After a training as a mechanic, Otto Zacharias immersed himself autodidactically into the study of astronomy and studied in Leipzig, including mathematics, philosophy and zoology. For many years he worked as a tutor in Italy, where he devoted himself mainly to the popular science presenting complex issues of biology.[1]
Zacharias held a long correspondence with leading researchers and writers in Prussia and elsewhere, including Ernst Haeckel, Charles Darwin, Rudolf Virchow, Joseph Kürschner and Wilhelm Bölsche. In 1891, Zacharias was supported financially by the Prussian government and several private individuals to establish, on Großer Plöner See, the first "Biological Station" for limnology (freshwater research) based on German soil as a private research institute. The inspiration for this was the Stazione Zoologica founded in 1870 in Naples by Anton Dohrn, which was already highly recognized.[2]

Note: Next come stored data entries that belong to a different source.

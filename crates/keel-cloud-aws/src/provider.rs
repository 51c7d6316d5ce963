//! AWS IAM provider implementation

use async_trait::async_trait;
use keel_cloud::{
    AuthStatus, Backend, CloudError, CloudProvider, ConfiguredDefinition, Console,
    ProviderResource, ResourceKind, Result, Session,
};
use std::sync::Arc;

use crate::group::IamGroup;
use crate::policy::AWS_MANAGED;
use crate::user::IamUser;

const KINDS: [ResourceKind; 2] = [ResourceKind::Group, ResourceKind::User];

/// AWS IAM provider
///
/// Groups and users are listed once per session into reconciliation caches,
/// then matched by name as adapters load.
pub struct IamProvider {
    backend: Arc<dyn Backend>,
    account: String,
}

impl IamProvider {
    pub fn new(backend: Arc<dyn Backend>) -> Self {
        Self {
            backend,
            account: AWS_MANAGED.to_string(),
        }
    }

    /// Account owning customer-managed policies referenced by bare name
    pub fn with_account(mut self, account: impl Into<String>) -> Self {
        let account = account.into();
        if !account.is_empty() {
            self.account = account;
        }
        self
    }

    pub fn account(&self) -> &str {
        &self.account
    }
}

#[async_trait]
impl CloudProvider for IamProvider {
    fn name(&self) -> &str {
        "aws"
    }

    fn display_name(&self) -> &str {
        "AWS IAM"
    }

    fn kinds(&self) -> &[ResourceKind] {
        &KINDS
    }

    async fn check_auth(&self) -> Result<AuthStatus> {
        match self.backend.list(ResourceKind::Group, None).await {
            Ok(_) => Ok(AuthStatus::ok(format!(
                "{} (account {})",
                self.backend.name(),
                self.account
            ))),
            Err(e) => Ok(AuthStatus::failed(e.to_string())),
        }
    }

    async fn open_session(&self, console: Arc<dyn Console>) -> Result<Arc<Session>> {
        Session::open(self.name(), Arc::clone(&self.backend), console, &KINDS).await
    }

    fn new_adapter(
        &self,
        session: &Arc<Session>,
        definition: Arc<ConfiguredDefinition>,
    ) -> Result<Box<dyn ProviderResource>> {
        match definition.kind {
            ResourceKind::Group => Ok(Box::new(IamGroup::new(session, definition, &self.account))),
            ResourceKind::User => Ok(Box::new(IamUser::new(session, definition, &self.account))),
            kind => Err(CloudError::Unsupported(format!(
                "{} does not manage {} resources",
                self.display_name(),
                kind
            ))),
        }
    }
}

Zacharias was an advocate of Darwinism. He supported the evolutionary ideas of Charles Darwin and Ernst Haeckel.[3] In 1877, Zacharias came across a strange monstrosity at a marketplace, a pig with thumbs developed on both forelimbs. Intrigued about the possibility of atavism, he purchased the pig and sent one of the feet to Darwin to ask for his opinion.[3][4]
As the director Zacharias published research reports from 1893 on the activities at Plön station, which were recorded from 1905 in the Archives of Hydrobiology.[5] In so-called "summer schools" Zacharias trained teachers and laity interested in working with the microscope.[6]
The Centre became known as the Max Planck Institute of Limnology. As of 2008 the Institute is no longer in the original building but still in Plön. It was renamed in April 2007 as part of the Max Planck Institute for Evolutionary Biology.
Zacharias has a water mite Arrenurus zachariae Koenike, 1886 named after him.